One of the most telling comments came from Christopher Waite, former chief engineer of the Thruway Authority, which owns the bridge.
About 1 hour and 31 minutes (and 35 seconds or so) in, Waite notes that “we can’t still be debating this with the bridge closed. It’s essential that something happen.”
What’s Waite talking about? I wrote in my spring City Journal article that as the Tappan Zee continues to deteriorate, one big risk is:
If inspectors decided that a critical component of the bridge was unsafe … the Department of Transportation could shut the span down without warning during one afternoon commute. That’s exactly what the department did in autumn 2009, closing an 80-year-old bridge over Lake Champlain in upstate New York. Despite 20 years’ worth of extensive repairs, including a deck replacement, the cracked [upstate] bridge was unsalvageable; the state blew it up that December. Drivers won’t have a replacement until the end of this year, at the earliest.

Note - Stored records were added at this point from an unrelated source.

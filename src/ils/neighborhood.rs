//! Swap neighborhood.
//!
//! A neighbor of a schedule exchanges the slots of two distinct assigned
//! courses. Moves are ordered pairs, so `(a, b)` and `(b, a)` are distinct
//! moves producing the same neighbor.

use crate::model::{CourseId, Schedule};
use rand::Rng;

/// Exchange of the slots of two courses.
#[derive(Debug, Clone, Copy, PartialEq, Eq, Hash)]
pub struct SwapMove {
    pub first: CourseId,
    pub second: CourseId,
}

impl SwapMove {
    /// Applies the move in place. Applying it twice restores the schedule.
    #[inline]
    pub fn apply(&self, schedule: &mut Schedule) {
        schedule.swap(self.first, self.second);
    }

    /// Returns the neighbor produced by this move.
    pub fn neighbor(&self, schedule: &Schedule) -> Schedule {
        let mut next = schedule.clone();
        self.apply(&mut next);
        next
    }
}

/// Enumerates every move: all ordered pairs of distinct assigned courses.
pub fn swap_moves(schedule: &Schedule) -> Vec<SwapMove> {
    let assigned: Vec<CourseId> = schedule.assigned().map(|(c, _)| c).collect();
    let mut moves = Vec::with_capacity(assigned.len() * assigned.len().saturating_sub(1));
    for &first in &assigned {
        for &second in &assigned {
            if first != second {
                moves.push(SwapMove { first, second });
            }
        }
    }
    moves
}

/// Draws one move uniformly from [`swap_moves`] without materializing it.
///
/// Returns `None` when fewer than two courses are assigned.
pub fn random_swap<R: Rng>(schedule: &Schedule, rng: &mut R) -> Option<SwapMove> {
    let assigned: Vec<CourseId> = schedule.assigned().map(|(c, _)| c).collect();
    let m = assigned.len();
    if m < 2 {
        return None;
    }
    let i = rng.random_range(0..m);
    let mut j = rng.random_range(0..m - 1);
    if j >= i {
        j += 1;
    }
    Some(SwapMove {
        first: assigned[i],
        second: assigned[j],
    })
}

Knock the far busier Tappan Zee out, and the economic impact would be much larger. The bridge handles 22 percent of the 233 million vehicles that cross the Hudson River downstate each year. The nearest bridge to the north is 29 miles distant, and its connecting roads can’t handle heavy traffic. The Tappan Zee’s drivers, then, would further clog the already-jammed George Washington Bridge, 24 miles to the south, as well as the Lincoln Tunnel and the Holland Tunnel.
Keep listening to Waite’s remarks (after E.J.’s question) to learn what he would build, including space for freight rail.